With these provisions, the Constitution tries to ensure that the dignity of all South Africans is always intact through ensuring a safety net to catch those who would otherwise fall through the cracks.
For millions of South Africans, these constitutional guarantees are but as useful as the paper on which they are written.
Yet clearly, as the Poverty Trends Report shows, the safety nets guaranteed by the Constitution are simply not working as they should, or have largely failed. For millions of South Africans, these constitutional guarantees are but as useful as the paper on which they are written. This creates the real risk of the Constitution's credibility being weakened, at a time when it is important that the nation's citizen's buy into the country's founding document.
It is true that some of the reasons for the results of the Poverty Trends including sluggish global economic growth cannot be wholly blamed on the government. However, other reasons including poor educational outcomes, political instability and grand-scale corruption can be laid squarely at the foot of the South African government. The injuries appear to be largely self-inflicted.
The Constitution sells dreams. It promises a better life under democracy. It promises to restore dignity, alongside a life where one's potential can be fully realised. However, for the constitutional promise to work, the government must come to the table and fulfil its constitutional obligation of respecting, protecting and promoting the Bill of Rights.
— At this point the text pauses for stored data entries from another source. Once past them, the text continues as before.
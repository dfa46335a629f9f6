#![allow(dead_code)]

use std::collections::HashMap;
use std::path::Path;
use std::sync::atomic::{AtomicUsize, Ordering};
use std::sync::{Arc, Mutex};
use std::time::Duration;

use async_trait::async_trait;
use relay_types::PlaybackEvent;
use segment_player::{
    Frame, PlayerConfig, ResolvedSource, SegmentError, SinkConnector, SinkError, SinkHandle,
    SinkTarget, SourceResolver, Transcoder, Window,
};
use tokio::sync::{Notify, broadcast};

pub const FRAME_SAMPLES: usize = 960;

pub fn config(temp_dir: &Path) -> PlayerConfig {
    PlayerConfig {
        window: Duration::from_secs(10),
        attach_backoff: Duration::from_millis(50),
        idle_detach: None,
        temp_dir: temp_dir.to_path_buf(),
        temp_prefix: "it".to_string(),
        ..PlayerConfig::default()
    }
}

/// `test://track/<marker>` URLs resolve to a fixed length.
pub struct FakeResolver {
    default_secs: u64,
    durations: HashMap<String, u64>,
}

impl FakeResolver {
    pub fn new(default_secs: u64) -> Self {
        Self {
            default_secs,
            durations: HashMap::new(),
        }
    }

    pub fn with_duration(mut self, url: &str, secs: u64) -> Self {
        self.durations.insert(url.to_string(), secs);
        self
    }
}

#[async_trait]
impl SourceResolver for FakeResolver {
    async fn resolve(&self, url: &str) -> anyhow::Result<ResolvedSource> {
        if url.contains("unresolvable") {
            anyhow::bail!("no such video");
        }
        let secs = self.durations.get(url).copied().unwrap_or(self.default_secs);
        Ok(ResolvedSource {
            url: url.to_string(),
            media_url: url.to_string(),
            title: Some(format!("title of {url}")),
            duration: Some(Duration::from_secs(secs)),
        })
    }
}

/// Writes real WAV files: left channel = global frame number, right channel = track marker.
#[derive(Default)]
pub struct FakeTranscoder {
    mono_at: Option<usize>,
    fail_at: Option<usize>,
    calls: Mutex<Vec<(String, Window)>>,
}

impl FakeTranscoder {
    pub fn new() -> Self {
        Self::default()
    }

    pub fn mono_at(mut self, window: usize) -> Self {
        self.mono_at = Some(window);
        self
    }

    pub fn failing_at(mut self, window: usize) -> Self {
        self.fail_at = Some(window);
        self
    }

    pub fn calls(&self) -> Vec<(String, Window)> {
        self.calls.lock().unwrap().clone()
    }
}

pub fn marker(url: &str) -> i16 {
    url.rsplit('/')
        .next()
        .and_then(|s| s.parse().ok())
        .unwrap_or(0)
}

#[async_trait]
impl Transcoder for FakeTranscoder {
    async fn transcode(
        &self,
        source: &ResolvedSource,
        window: &Window,
        dest: &Path,
    ) -> Result<(), SegmentError> {
        self.calls
            .lock()
            .unwrap()
            .push((source.url.clone(), *window));
        if self.fail_at == Some(window.index) {
            return Err(SegmentError::FetchFailed("transcoder exited with 1".to_string()));
        }

        let channels = if self.mono_at == Some(window.index) { 1 } else { 2 };
        let spec = hound::WavSpec {
            channels,
            sample_rate: 48_000,
            bits_per_sample: 16,
            sample_format: hound::SampleFormat::Int,
        };
        let first = window.start.as_millis() as usize * 48;
        let frames = window.duration.as_millis() as usize * 48;
        let tag = marker(&source.media_url);

        let mut writer = hound::WavWriter::create(dest, spec)
            .map_err(|e| SegmentError::FetchFailed(e.to_string()))?;
        for i in 0..frames {
            let global = ((first + i) / FRAME_SAMPLES) as i16;
            writer.write_sample(global).unwrap();
            if channels == 2 {
                writer.write_sample(tag).unwrap();
            }
        }
        writer
            .finalize()
            .map_err(|e| SegmentError::FetchFailed(e.to_string()))?;
        Ok(())
    }
}

/// One recorded frame: (global frame number, track marker).
pub type Recorded = (i16, i16);

#[derive(Default)]
pub struct SinkLog {
    pub attaches: AtomicUsize,
    pub detaches: AtomicUsize,
    pub frames: Mutex<Vec<Recorded>>,
    pub speaking: Mutex<Vec<bool>>,
    gate_fired: Mutex<bool>,
    sends: AtomicUsize,
}

impl SinkLog {
    pub fn frames(&self) -> Vec<Recorded> {
        self.frames.lock().unwrap().clone()
    }

    pub fn frames_for(&self, track: i16) -> Vec<i16> {
        self.frames()
            .into_iter()
            .filter(|(_, m)| *m == track)
            .map(|(n, _)| n)
            .collect()
    }
}

/// Records frames. Optionally blocks once at a frame count, or fails a send.
#[derive(Clone, Default)]
pub struct FakeSink {
    pub log: Arc<SinkLog>,
    /// Block (once) the send that would record frame number `gate_at`.
    gate_at: Option<usize>,
    pub gate: Arc<Notify>,
    fail_attaches: usize,
    /// Fail the `fail_send_at`-th send (zero based), once.
    fail_send_at: Option<usize>,
}

impl FakeSink {
    pub fn new() -> Self {
        Self::default()
    }

    pub fn gated_at(mut self, frames: usize) -> Self {
        self.gate_at = Some(frames);
        self
    }

    pub fn failing_attaches(mut self, n: usize) -> Self {
        self.fail_attaches = n;
        self
    }

    pub fn failing_send_at(mut self, n: usize) -> Self {
        self.fail_send_at = Some(n);
        self
    }
}

struct FakeHandle {
    sink: FakeSink,
}

#[async_trait]
impl SinkConnector for FakeSink {
    async fn attach(&self, _target: &SinkTarget) -> Result<Box<dyn SinkHandle>, SinkError> {
        let n = self.log.attaches.fetch_add(1, Ordering::SeqCst);
        if n < self.fail_attaches {
            return Err(SinkError::AttachFailed("voice server unavailable".to_string()));
        }
        Ok(Box::new(FakeHandle { sink: self.clone() }))
    }
}

#[async_trait]
impl SinkHandle for FakeHandle {
    async fn set_speaking(&mut self, speaking: bool) -> Result<(), SinkError> {
        self.sink.log.speaking.lock().unwrap().push(speaking);
        Ok(())
    }

    async fn send(&mut self, frame: &Frame) -> Result<(), SinkError> {
        let log = &self.sink.log;
        let send = log.sends.fetch_add(1, Ordering::SeqCst);
        if self.sink.fail_send_at == Some(send) {
            return Err(SinkError::SendFailed("connection reset".to_string()));
        }

        let recorded = log.frames.lock().unwrap().len();
        let block = {
            let mut fired = log.gate_fired.lock().unwrap();
            let hit = !*fired && self.sink.gate_at == Some(recorded);
            if hit {
                *fired = true;
            }
            hit
        };
        if block {
            self.sink.gate.notify_one();
            std::future::pending::<()>().await;
        }

        let bytes = frame.as_bytes();
        let left = i16::from_le_bytes([bytes[0], bytes[1]]);
        let right = i16::from_le_bytes([bytes[2], bytes[3]]);
        log.frames.lock().unwrap().push((left, right));
        Ok(())
    }

    async fn detach(&mut self) {
        self.sink.log.detaches.fetch_add(1, Ordering::SeqCst);
    }
}

/// Wait (bounded) for the first event matching `pred`, returning it.
pub async fn wait_for(
    rx: &mut broadcast::Receiver<PlaybackEvent>,
    pred: impl Fn(&PlaybackEvent) -> bool,
) -> PlaybackEvent {
    tokio::time::timeout(Duration::from_secs(30), async {
        loop {
            match rx.recv().await {
                Ok(event) if pred(&event) => return event,
                Ok(_) => {}
                Err(broadcast::error::RecvError::Lagged(_)) => {}
                Err(e) => panic!("event stream closed: {e}"),
            }
        }
    })
    .await
    .expect("timed out waiting for player event")
}

pub fn is_track_ended(event: &PlaybackEvent) -> bool {
    matches!(event, PlaybackEvent::TrackEnded { .. })
}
A large part of fulfilling the Constitution rests with the government and its stark failures, and for many South Africans, means yet another dream deferred.
Constitutional obligations requiring the State to take measures to achieve certain rights for its citizens remain unmet. The nation can only defer its Constitutional dreams for so long before they begin to fester. If poverty is not alleviated and if dreams of social upward mobility continue to be stunted –- then South Africa will have all of the makings of a perfect constitutional crisis.